During my first marriage, my ex-husband told me frequently that I was stupid, and weak, and powerless. In reality, those things were not true, but actually, they became true, because I believed them. Those words colored everything in my life – both during the marriage, and for years after it ended. I didn’t leave an abusive situation because I was powerless. I didn’t assert my opinions because I was stupid. I didn’t stand up to him because I was weak. Even when I eventually proved all those things wrong by leaving, I still believed them. The damage was extensive, and the wounds took many years to heal. Only someone who has lived with this will understand, but I would rather have broken bones and bruises than the injuries caused by words.

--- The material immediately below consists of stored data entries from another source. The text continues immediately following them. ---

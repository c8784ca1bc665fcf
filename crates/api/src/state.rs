//! Application state

use director_business::DirectorService;
use std::sync::Arc;

/// Shared application state
#[derive(Clone)]
pub struct AppState {
    pub service: Arc<DirectorService>,
}

impl AppState {
    pub fn new(service: DirectorService) -> Self {
        Self {
            service: Arc::new(service),
        }
    }
}
//! Configuration utilities

use serde::{Deserialize, Serialize};
use std::env;
use std::path::PathBuf;

/// Application configuration
#[derive(Debug, Clone, PartialEq, Eq, Serialize, Deserialize)]
pub struct AppConfig {
    pub database_url: String,
    pub host: String,
    pub port: u16,
    pub max_connections: u32,
    pub log_level: String,
}

impl Default for AppConfig {
    fn default() -> Self {
        Self {
            database_url: "sqlite:data/director.db?mode=rwc".to_string(),
            host: "127.0.0.1".to_string(),
            port: 8080,
            max_connections: 5,
            log_level: "info".to_string(),
        }
    }
}

impl AppConfig {
    /// Load config từ environment variables
    pub fn from_env() -> Self {
        Self::from_lookup(|key| env::var(key).ok())
    }

    /// Build from any key lookup; unset or unparseable values fall back to
    /// the defaults
    pub fn from_lookup<F>(lookup: F) -> Self
    where
        F: Fn(&str) -> Option<String>,
    {
        let defaults = Self::default();
        Self {
            database_url: lookup("DATABASE_URL").unwrap_or(defaults.database_url),
            host: lookup("HOST").unwrap_or(defaults.host),
            port: lookup("PORT")
                .and_then(|v| v.parse().ok())
                .unwrap_or(defaults.port),
            max_connections: lookup("MAX_CONNECTIONS")
                .and_then(|v| v.parse().ok())
                .filter(|n| *n > 0)
                .unwrap_or(defaults.max_connections),
            log_level: lookup("LOG_LEVEL").unwrap_or(defaults.log_level),
        }
    }

    /// Lấy địa chỉ bind đầy đủ
    pub fn bind_address(&self) -> String {
        format!("{}:{}", self.host, self.port)
    }

    /// File behind a `sqlite:` URL, `None` for in-memory databases
    pub fn database_path(&self) -> Option<PathBuf> {
        let rest = self.database_url.strip_prefix("sqlite:")?;
        let rest = rest.trim_start_matches("//");
        let path = rest.split('?').next().unwrap_or(rest);
        if path.is_empty() || path.starts_with(":memory:") {
            return None;
        }
        Some(PathBuf::from(path))
    }
}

But words can have just the opposite effect, as well. Proverbs 15:1 (NIV) tells us that, “A gentle answer turns away wrath, but a harsh word stirs up anger.” When I am hurting and someone says, “I love you…I’m praying for you…I’m here for you” it eases the hurt. It may not take the hurt away completely, but it makes me feel less alone and less scared.

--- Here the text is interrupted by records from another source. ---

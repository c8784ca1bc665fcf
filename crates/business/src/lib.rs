//! # Director Business
//!
//! Business logic layer:
//! - [`AssignmentEngine`]: the ordered director-assignment pipeline
//! - [`DirectorService`]: engine plus the registry's lookup and maintenance
//!   operations, over one database

pub mod directory;
pub mod engine;
pub mod error;

pub use directory::DirectorService;
pub use engine::AssignmentEngine;
pub use error::{BusinessError, BusinessResult};
//! SQLite persistence module
//!
//! Repository pattern cho SQLite database access.

pub mod repos;
pub mod schema;

pub use repos::{
    create_pool, in_memory_database, init_database, AccountDirectoryRepo, BusinessUnitRepo,
    ClassRepo, CompanyRepo, DirectorRepo,
};
pub use schema::{create_schema, AssociationRow, BusinessUnitRow, DirectorRow};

During this journey – there have been many, many kind, encouraging words: “You are doing great!” “Keep it up!” “We’re cheering for you!” There have been a few less kind words, but I think I did learn something from my first marriage – and that is to focus on the good, not the bad.
Yesterday was 48 weeks since my surgery. I have lost 129.4 pounds since surgery, and a total of 189.2 pounds! I’m rapidly closing in on my next goal: to lose 200 pounds total – only 10.8 more pounds to go!